What the exercise asks
Across the entries below, how many lines contain the word "every"? Give the number alone.

___ Data provided ___

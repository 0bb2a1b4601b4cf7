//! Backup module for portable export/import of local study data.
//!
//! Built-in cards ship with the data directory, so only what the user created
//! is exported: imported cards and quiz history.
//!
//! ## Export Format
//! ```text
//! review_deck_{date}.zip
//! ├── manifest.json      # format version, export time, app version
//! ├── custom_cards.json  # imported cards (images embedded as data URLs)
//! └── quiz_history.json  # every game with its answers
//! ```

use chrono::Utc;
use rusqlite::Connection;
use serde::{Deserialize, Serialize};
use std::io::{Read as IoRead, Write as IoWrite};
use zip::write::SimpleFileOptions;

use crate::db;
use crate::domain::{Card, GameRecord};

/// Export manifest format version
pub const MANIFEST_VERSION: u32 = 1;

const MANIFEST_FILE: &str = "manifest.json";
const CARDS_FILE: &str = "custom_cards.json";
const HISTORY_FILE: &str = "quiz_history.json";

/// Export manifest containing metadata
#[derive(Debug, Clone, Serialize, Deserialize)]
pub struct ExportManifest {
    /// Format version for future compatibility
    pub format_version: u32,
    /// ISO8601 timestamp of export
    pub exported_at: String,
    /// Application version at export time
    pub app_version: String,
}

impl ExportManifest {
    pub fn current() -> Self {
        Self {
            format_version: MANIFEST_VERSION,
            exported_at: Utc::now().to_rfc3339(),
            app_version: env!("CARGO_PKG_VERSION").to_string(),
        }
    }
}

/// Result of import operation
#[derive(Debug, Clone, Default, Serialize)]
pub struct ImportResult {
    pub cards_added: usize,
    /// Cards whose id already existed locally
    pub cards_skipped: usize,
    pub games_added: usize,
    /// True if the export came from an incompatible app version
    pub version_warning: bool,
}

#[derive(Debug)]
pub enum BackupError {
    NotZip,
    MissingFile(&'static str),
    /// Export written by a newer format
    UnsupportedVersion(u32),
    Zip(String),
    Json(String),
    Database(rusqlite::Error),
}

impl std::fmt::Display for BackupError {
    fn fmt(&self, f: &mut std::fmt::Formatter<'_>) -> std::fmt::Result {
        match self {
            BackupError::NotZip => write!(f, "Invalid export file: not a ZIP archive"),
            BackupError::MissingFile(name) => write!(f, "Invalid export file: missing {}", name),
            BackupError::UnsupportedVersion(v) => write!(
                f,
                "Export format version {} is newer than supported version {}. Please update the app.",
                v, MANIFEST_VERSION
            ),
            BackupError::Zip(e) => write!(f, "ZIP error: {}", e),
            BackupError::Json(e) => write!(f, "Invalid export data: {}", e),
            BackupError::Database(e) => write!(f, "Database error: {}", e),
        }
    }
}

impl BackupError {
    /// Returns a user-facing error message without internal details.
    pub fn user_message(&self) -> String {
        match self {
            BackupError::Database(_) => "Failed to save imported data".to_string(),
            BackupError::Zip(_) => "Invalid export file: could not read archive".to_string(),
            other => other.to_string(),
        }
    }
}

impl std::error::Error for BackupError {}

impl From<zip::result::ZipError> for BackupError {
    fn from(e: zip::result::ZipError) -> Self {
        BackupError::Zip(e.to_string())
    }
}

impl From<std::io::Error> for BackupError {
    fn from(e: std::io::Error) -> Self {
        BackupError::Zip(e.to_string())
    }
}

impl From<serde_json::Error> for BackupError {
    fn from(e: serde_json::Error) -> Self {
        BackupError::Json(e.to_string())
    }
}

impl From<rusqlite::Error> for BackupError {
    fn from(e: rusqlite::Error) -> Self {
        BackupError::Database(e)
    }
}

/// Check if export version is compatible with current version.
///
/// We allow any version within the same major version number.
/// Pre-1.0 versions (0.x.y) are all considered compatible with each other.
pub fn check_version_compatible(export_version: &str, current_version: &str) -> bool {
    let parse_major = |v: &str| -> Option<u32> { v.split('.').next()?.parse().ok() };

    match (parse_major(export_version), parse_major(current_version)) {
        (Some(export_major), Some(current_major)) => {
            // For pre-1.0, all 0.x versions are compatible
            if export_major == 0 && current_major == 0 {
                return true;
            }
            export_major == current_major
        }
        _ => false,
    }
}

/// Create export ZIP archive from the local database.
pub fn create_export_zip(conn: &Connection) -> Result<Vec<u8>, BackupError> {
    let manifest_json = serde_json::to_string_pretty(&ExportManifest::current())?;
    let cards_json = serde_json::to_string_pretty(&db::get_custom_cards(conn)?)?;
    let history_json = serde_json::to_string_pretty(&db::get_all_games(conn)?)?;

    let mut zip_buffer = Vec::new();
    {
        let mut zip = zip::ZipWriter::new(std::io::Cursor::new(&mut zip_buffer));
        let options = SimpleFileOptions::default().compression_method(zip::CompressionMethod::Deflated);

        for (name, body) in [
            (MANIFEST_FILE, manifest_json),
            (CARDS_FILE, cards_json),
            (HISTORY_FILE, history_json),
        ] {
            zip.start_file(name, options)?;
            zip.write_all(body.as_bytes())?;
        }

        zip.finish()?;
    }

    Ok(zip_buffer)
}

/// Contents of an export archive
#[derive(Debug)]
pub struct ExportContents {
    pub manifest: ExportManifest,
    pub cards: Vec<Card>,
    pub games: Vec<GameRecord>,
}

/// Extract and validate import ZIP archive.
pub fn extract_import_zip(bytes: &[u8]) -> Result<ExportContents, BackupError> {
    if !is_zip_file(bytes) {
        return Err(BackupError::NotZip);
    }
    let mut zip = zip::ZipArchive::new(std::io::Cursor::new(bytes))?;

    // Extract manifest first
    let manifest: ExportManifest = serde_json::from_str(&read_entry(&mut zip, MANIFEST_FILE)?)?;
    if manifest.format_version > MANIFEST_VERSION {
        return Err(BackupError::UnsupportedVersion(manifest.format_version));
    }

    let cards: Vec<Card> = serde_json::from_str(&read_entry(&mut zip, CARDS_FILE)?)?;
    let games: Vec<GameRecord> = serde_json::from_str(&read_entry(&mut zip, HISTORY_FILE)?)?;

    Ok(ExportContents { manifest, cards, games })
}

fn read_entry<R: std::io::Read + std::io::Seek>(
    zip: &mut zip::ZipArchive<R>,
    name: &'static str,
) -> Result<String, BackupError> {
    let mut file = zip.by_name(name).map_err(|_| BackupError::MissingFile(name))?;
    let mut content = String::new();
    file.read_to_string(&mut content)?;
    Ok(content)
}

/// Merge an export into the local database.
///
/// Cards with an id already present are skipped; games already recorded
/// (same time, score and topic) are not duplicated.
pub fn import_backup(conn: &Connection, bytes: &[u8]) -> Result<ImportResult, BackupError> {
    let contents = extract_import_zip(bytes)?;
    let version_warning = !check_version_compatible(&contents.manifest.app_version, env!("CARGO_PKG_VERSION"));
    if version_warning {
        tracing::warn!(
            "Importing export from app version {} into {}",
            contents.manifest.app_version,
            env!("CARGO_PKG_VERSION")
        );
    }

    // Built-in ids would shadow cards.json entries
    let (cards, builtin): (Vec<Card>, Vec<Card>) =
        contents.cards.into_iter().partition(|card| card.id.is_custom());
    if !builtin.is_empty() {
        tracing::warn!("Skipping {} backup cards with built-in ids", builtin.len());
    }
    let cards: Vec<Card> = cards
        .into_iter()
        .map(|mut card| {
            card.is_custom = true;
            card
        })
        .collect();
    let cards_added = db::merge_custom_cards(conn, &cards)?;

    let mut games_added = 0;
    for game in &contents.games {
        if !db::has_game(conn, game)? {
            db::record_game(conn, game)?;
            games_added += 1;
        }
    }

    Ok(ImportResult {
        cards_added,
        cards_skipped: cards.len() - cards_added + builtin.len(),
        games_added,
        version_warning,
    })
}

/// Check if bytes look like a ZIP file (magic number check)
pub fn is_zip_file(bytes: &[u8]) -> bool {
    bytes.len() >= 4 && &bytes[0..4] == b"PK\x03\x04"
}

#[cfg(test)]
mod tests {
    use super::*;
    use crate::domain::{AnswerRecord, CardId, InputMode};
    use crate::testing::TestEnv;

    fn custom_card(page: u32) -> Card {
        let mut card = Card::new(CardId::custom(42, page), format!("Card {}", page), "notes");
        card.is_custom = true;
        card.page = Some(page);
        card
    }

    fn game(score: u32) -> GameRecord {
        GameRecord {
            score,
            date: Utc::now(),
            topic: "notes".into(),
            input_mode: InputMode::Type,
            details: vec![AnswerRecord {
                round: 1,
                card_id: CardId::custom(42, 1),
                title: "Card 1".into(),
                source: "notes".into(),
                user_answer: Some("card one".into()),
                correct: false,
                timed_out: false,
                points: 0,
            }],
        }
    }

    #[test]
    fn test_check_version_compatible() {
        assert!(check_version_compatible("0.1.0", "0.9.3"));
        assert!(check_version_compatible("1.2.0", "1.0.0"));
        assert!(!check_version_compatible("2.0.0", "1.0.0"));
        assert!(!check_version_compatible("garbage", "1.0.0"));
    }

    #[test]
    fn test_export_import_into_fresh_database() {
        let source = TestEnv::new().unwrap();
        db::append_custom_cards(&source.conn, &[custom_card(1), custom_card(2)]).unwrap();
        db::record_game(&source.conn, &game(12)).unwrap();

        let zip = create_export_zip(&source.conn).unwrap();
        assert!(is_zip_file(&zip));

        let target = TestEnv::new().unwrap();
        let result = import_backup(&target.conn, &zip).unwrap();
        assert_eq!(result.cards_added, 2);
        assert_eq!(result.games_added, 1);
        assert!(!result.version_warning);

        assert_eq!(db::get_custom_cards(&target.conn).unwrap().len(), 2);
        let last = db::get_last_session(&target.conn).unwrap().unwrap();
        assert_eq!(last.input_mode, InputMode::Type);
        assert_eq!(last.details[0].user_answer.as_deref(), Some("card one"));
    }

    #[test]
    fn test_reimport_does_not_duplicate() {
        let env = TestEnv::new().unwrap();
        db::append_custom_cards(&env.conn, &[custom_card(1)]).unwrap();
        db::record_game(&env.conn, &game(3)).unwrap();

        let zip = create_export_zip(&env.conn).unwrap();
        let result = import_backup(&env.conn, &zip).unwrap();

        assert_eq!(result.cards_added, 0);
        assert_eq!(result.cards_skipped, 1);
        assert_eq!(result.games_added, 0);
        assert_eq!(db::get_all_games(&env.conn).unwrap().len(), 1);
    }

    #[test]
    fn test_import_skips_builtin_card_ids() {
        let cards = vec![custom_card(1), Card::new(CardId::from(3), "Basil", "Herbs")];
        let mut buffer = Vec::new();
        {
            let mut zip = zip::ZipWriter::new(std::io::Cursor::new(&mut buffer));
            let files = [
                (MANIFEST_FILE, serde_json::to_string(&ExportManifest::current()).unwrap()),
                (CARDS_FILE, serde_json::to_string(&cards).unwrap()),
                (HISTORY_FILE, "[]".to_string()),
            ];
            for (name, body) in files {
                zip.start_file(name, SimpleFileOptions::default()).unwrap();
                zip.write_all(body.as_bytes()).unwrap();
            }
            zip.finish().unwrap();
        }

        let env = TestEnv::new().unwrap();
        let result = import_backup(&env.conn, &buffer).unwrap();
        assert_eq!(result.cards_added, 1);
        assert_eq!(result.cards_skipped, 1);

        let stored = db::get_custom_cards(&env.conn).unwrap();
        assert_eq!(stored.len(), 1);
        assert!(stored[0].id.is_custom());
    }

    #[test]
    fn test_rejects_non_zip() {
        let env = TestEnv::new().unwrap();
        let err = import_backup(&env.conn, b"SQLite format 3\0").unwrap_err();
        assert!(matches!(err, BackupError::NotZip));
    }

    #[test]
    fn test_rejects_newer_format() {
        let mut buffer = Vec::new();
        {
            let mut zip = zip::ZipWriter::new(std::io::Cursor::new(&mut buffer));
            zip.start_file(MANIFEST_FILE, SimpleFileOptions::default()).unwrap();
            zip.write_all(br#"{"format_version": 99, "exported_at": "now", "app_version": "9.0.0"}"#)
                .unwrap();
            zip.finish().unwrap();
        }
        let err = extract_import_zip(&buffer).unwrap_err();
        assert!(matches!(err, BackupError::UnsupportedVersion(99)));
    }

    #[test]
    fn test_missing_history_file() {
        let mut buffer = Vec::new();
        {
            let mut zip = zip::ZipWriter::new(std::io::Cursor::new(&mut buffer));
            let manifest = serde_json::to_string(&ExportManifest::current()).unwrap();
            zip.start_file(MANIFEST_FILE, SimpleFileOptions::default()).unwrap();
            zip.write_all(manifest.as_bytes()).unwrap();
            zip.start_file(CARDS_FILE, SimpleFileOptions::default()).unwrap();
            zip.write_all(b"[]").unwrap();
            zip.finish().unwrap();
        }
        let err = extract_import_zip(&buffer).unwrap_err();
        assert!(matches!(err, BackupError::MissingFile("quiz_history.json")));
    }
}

___
___ Data provided ___

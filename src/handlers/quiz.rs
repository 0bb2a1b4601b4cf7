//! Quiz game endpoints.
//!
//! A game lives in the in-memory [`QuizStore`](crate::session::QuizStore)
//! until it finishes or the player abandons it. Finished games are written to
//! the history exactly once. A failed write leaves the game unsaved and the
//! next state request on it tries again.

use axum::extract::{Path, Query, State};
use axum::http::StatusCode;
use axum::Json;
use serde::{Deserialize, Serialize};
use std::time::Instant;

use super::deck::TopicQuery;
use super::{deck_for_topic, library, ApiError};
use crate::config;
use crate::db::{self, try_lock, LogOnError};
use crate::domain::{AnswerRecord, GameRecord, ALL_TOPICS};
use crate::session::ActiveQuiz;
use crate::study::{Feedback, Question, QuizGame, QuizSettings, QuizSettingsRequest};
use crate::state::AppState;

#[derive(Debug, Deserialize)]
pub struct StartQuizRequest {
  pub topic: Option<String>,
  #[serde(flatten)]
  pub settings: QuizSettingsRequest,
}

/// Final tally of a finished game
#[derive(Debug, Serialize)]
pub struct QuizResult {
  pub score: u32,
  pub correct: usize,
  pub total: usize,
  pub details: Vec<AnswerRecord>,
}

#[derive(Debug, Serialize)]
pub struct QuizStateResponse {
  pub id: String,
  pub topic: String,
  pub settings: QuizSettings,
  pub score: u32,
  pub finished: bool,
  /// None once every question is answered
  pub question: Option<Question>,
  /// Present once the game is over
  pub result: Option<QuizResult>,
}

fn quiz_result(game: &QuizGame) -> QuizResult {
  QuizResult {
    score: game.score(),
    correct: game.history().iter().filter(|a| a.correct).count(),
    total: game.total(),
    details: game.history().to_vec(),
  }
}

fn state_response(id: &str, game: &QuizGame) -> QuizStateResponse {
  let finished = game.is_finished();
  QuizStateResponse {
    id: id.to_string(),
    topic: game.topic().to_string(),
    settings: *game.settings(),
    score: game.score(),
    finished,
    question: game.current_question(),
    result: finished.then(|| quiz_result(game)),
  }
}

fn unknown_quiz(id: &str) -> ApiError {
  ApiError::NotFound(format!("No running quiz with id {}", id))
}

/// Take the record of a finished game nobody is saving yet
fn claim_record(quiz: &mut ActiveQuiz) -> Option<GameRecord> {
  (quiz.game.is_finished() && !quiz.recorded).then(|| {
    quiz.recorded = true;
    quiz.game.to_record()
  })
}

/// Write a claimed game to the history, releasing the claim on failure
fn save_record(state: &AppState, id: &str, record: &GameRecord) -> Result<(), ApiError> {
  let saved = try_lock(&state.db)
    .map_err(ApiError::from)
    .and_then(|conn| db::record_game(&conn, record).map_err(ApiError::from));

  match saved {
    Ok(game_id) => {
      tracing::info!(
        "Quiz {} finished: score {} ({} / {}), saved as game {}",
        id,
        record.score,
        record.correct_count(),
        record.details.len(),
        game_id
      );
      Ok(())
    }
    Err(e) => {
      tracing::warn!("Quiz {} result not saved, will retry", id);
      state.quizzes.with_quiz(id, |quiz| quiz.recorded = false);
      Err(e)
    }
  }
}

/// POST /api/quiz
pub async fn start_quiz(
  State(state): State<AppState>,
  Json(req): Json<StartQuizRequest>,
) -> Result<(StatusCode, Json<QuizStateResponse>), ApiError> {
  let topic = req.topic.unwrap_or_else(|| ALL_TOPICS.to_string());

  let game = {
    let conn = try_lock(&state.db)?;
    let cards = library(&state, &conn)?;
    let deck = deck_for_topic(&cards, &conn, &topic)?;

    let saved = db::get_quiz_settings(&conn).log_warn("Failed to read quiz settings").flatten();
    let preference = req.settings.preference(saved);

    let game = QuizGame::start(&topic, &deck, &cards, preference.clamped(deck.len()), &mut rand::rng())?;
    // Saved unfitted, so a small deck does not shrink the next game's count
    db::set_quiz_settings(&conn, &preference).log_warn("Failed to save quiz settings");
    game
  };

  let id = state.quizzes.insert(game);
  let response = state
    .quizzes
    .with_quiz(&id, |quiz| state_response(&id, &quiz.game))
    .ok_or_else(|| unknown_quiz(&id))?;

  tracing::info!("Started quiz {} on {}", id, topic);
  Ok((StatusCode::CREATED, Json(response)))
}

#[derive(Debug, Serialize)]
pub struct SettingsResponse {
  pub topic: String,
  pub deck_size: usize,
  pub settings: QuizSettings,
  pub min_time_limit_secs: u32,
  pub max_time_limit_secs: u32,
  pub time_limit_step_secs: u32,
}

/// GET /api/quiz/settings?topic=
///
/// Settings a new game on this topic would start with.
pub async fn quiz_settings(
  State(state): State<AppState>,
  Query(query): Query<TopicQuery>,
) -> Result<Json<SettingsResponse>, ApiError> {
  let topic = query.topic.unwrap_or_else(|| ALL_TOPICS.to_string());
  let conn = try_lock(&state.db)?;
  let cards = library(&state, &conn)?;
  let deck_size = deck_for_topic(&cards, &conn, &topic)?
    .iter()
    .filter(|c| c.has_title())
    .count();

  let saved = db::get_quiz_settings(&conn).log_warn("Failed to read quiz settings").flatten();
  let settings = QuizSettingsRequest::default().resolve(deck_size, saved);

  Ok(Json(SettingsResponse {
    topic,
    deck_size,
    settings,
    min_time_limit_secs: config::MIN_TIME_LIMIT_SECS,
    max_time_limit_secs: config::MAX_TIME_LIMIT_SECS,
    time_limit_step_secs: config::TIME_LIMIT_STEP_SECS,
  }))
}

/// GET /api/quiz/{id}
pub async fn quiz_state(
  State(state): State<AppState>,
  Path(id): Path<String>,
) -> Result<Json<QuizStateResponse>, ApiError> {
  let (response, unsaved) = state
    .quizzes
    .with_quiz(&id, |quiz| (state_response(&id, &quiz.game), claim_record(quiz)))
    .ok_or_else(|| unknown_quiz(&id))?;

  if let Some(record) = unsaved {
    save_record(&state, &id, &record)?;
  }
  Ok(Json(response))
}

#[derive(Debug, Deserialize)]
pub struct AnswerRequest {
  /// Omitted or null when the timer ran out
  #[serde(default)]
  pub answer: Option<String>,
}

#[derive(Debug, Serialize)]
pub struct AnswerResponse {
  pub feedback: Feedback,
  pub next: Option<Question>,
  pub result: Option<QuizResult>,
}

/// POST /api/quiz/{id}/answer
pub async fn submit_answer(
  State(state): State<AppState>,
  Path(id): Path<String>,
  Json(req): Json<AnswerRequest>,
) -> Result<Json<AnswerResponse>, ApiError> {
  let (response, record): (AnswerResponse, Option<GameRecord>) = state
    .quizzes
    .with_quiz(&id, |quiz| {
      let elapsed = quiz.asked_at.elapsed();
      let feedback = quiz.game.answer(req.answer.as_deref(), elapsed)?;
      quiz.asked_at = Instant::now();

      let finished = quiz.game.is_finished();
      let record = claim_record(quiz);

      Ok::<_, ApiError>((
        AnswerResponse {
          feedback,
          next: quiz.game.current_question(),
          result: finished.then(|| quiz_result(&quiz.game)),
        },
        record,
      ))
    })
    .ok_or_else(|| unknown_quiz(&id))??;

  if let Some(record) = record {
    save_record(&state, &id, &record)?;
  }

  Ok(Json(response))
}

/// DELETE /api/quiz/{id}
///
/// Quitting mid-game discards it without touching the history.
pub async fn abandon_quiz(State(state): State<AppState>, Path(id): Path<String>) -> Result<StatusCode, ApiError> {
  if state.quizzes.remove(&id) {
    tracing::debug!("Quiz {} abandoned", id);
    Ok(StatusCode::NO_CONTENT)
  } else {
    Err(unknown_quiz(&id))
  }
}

___
___ Data provided ___

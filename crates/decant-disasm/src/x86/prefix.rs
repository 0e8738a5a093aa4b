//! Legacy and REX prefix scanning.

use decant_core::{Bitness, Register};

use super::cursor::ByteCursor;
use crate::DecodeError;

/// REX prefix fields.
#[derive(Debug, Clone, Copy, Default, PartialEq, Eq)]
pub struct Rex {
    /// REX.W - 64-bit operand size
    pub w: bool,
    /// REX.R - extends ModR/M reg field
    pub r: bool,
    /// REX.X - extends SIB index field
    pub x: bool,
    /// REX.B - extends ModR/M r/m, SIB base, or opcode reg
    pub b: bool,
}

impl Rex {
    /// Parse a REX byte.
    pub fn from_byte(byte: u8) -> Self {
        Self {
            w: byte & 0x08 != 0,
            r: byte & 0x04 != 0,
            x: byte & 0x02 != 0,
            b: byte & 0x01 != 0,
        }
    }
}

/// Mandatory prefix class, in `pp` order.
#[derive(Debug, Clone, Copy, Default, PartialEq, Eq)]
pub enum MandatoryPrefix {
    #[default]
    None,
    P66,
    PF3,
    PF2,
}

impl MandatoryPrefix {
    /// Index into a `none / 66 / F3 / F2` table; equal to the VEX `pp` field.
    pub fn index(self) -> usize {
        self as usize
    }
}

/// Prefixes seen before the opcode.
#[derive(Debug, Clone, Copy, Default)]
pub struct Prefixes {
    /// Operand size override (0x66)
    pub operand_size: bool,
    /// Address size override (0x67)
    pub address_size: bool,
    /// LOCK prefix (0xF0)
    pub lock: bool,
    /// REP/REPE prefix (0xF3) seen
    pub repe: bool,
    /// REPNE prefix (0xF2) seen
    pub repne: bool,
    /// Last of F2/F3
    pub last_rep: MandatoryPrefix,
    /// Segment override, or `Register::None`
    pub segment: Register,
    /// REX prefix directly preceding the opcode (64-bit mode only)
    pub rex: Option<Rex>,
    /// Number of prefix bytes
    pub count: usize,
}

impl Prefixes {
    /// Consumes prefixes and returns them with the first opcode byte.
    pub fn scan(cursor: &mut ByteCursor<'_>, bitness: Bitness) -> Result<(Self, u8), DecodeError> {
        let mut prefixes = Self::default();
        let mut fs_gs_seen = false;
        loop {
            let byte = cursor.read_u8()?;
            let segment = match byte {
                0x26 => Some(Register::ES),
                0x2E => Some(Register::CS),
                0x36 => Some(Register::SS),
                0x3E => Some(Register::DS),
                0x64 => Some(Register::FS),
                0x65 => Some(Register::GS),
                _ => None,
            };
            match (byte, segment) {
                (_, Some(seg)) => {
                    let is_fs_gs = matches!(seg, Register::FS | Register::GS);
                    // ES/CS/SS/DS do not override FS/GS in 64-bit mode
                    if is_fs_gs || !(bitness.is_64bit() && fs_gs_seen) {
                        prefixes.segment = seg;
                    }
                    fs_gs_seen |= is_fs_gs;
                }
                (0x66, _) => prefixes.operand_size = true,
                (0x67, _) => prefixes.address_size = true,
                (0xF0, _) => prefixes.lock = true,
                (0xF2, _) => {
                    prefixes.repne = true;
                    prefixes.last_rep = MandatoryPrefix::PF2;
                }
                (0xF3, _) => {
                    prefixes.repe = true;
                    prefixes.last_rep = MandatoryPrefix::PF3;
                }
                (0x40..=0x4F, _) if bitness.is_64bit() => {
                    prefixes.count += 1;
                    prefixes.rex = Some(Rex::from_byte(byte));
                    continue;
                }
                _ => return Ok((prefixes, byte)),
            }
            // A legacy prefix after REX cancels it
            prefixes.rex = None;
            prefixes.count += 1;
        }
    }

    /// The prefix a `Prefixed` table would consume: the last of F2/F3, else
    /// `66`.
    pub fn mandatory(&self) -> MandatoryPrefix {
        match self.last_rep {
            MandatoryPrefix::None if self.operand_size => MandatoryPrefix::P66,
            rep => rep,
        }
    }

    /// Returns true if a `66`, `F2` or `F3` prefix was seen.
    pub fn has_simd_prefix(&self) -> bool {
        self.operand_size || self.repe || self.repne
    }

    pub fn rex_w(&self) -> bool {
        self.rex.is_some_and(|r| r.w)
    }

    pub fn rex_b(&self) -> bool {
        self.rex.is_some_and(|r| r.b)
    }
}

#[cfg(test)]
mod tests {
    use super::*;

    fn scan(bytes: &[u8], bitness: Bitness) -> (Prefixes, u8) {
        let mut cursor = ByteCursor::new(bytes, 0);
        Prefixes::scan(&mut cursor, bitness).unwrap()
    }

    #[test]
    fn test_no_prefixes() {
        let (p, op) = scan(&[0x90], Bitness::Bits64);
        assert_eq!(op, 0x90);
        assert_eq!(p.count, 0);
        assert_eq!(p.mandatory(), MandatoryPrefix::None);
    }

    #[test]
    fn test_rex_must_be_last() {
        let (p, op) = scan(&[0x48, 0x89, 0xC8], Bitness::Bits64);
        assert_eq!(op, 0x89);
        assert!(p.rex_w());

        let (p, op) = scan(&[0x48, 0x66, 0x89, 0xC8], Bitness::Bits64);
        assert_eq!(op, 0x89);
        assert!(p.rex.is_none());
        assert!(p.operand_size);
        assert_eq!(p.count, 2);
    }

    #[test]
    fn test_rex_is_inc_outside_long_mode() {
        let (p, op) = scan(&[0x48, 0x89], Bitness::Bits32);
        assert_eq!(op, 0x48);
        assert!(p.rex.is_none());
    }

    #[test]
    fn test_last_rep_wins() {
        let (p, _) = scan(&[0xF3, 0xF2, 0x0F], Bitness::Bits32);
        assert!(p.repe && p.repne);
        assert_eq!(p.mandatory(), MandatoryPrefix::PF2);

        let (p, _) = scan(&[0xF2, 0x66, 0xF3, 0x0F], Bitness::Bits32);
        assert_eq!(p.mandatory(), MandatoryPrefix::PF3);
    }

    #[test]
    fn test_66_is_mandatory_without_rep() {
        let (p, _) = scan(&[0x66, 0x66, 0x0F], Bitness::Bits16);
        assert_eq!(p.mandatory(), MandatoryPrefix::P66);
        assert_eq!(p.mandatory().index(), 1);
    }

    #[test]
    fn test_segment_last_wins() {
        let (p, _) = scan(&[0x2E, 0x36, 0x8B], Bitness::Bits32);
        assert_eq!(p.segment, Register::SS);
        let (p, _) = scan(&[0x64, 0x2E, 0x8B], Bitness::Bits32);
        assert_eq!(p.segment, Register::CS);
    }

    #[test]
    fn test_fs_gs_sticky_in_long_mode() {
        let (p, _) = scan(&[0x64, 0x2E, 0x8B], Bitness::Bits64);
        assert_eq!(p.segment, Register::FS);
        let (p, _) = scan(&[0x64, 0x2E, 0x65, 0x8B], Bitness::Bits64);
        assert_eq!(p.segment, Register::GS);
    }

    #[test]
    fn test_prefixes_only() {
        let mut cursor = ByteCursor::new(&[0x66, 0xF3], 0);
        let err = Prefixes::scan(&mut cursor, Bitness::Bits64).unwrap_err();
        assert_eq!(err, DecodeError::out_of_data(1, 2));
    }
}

___

Solution below
2